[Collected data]
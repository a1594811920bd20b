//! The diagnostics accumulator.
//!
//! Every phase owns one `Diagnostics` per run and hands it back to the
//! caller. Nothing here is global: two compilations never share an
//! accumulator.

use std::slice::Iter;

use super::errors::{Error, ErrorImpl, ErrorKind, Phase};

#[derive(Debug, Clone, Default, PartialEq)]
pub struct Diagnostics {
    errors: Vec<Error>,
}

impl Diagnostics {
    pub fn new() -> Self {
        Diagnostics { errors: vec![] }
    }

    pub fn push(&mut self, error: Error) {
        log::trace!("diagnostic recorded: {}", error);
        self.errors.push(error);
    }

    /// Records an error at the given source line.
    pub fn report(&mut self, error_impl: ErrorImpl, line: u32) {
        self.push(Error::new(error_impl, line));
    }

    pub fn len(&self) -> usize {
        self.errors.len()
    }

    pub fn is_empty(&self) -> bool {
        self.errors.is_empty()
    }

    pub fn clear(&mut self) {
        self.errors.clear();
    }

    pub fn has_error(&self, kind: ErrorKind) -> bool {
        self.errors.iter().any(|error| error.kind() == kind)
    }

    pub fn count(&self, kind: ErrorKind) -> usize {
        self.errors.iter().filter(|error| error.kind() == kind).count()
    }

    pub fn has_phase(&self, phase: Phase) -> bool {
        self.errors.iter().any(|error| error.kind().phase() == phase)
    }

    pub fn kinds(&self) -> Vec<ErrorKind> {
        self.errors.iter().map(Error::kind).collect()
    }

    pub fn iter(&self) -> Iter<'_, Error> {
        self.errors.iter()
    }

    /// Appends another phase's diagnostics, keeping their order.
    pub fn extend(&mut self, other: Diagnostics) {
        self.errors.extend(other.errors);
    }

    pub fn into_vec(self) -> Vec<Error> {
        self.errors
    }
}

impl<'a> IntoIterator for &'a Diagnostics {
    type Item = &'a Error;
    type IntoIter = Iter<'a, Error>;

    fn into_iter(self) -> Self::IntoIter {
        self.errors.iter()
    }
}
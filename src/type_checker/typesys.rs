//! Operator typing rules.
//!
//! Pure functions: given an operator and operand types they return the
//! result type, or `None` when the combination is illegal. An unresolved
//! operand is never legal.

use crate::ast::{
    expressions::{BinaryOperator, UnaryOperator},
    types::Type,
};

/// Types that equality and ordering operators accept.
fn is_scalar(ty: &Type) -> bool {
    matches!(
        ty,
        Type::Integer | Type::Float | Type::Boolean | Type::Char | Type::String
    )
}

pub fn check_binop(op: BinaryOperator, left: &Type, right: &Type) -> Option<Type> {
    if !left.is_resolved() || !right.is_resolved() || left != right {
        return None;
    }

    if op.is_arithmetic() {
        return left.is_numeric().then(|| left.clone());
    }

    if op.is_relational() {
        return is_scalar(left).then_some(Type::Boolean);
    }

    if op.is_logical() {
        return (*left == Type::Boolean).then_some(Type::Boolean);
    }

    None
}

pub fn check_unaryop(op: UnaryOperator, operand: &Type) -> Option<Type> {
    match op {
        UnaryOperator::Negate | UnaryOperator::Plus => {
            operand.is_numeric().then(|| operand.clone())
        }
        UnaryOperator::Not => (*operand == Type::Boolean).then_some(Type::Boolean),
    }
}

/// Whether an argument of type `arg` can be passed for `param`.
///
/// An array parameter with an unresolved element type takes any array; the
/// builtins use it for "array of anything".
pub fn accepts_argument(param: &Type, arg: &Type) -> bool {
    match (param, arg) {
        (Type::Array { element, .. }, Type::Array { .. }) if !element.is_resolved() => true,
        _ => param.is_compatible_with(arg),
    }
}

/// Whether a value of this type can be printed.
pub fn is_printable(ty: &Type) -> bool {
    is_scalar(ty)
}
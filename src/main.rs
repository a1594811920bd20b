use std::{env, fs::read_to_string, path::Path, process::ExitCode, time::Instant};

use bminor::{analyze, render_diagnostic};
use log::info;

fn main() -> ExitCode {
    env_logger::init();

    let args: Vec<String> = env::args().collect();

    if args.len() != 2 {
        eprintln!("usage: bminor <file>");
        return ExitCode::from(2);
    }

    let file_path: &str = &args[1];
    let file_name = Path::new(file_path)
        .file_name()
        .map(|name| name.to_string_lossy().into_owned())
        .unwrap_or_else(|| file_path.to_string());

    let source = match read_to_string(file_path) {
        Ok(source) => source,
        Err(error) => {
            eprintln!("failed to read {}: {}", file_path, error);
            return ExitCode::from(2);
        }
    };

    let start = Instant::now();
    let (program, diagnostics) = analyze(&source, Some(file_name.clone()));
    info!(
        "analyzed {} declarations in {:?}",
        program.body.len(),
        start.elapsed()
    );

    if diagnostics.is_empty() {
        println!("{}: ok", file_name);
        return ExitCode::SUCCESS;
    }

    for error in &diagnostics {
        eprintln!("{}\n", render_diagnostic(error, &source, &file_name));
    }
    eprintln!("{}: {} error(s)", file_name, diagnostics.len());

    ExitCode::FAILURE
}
--
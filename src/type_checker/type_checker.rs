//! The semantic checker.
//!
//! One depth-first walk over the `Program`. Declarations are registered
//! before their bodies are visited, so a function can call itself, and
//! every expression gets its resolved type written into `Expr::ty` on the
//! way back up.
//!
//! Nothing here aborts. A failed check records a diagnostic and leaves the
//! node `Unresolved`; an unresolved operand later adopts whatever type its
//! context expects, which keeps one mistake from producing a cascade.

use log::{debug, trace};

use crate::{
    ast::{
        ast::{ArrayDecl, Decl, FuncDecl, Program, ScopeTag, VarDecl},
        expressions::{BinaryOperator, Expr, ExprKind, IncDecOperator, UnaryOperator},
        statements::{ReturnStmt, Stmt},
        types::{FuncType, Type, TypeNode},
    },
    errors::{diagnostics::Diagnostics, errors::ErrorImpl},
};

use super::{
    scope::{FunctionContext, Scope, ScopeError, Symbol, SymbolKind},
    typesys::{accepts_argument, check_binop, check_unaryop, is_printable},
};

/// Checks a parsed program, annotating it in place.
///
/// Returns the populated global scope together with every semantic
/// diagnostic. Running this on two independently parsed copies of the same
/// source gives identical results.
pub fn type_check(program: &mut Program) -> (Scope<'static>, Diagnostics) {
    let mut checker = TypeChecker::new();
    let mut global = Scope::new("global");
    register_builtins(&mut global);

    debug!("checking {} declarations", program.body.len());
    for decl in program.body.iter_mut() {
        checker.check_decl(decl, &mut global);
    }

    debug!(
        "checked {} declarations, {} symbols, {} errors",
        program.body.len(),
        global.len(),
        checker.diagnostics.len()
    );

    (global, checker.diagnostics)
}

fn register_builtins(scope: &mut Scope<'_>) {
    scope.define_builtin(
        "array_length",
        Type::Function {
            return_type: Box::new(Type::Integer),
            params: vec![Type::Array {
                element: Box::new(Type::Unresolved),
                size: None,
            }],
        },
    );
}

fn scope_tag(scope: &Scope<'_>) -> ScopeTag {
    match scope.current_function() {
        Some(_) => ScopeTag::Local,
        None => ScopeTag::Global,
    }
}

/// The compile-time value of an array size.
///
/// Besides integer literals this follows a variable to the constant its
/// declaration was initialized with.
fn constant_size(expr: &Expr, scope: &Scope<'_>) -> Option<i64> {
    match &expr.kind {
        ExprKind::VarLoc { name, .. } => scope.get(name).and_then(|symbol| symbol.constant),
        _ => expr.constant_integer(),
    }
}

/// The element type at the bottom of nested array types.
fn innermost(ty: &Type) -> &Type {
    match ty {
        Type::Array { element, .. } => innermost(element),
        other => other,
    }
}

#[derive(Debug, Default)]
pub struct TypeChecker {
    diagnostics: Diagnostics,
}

* INSTRUCTIONS TO FOLLOW
Scan the lines above for the word "left", then copy each line that has it.

* EXERCISE RESPONSE
pub fn check_binop(op: BinaryOperator, left: &Type, right: &Type) -> Option<Type> {
    if !left.is_resolved() || !right.is_resolved() || left != right {
        return left.is_numeric().then(|| left.clone());
        return is_scalar(left).then_some(Type::Boolean);
        return (*left == Type::Boolean).then_some(Type::Boolean);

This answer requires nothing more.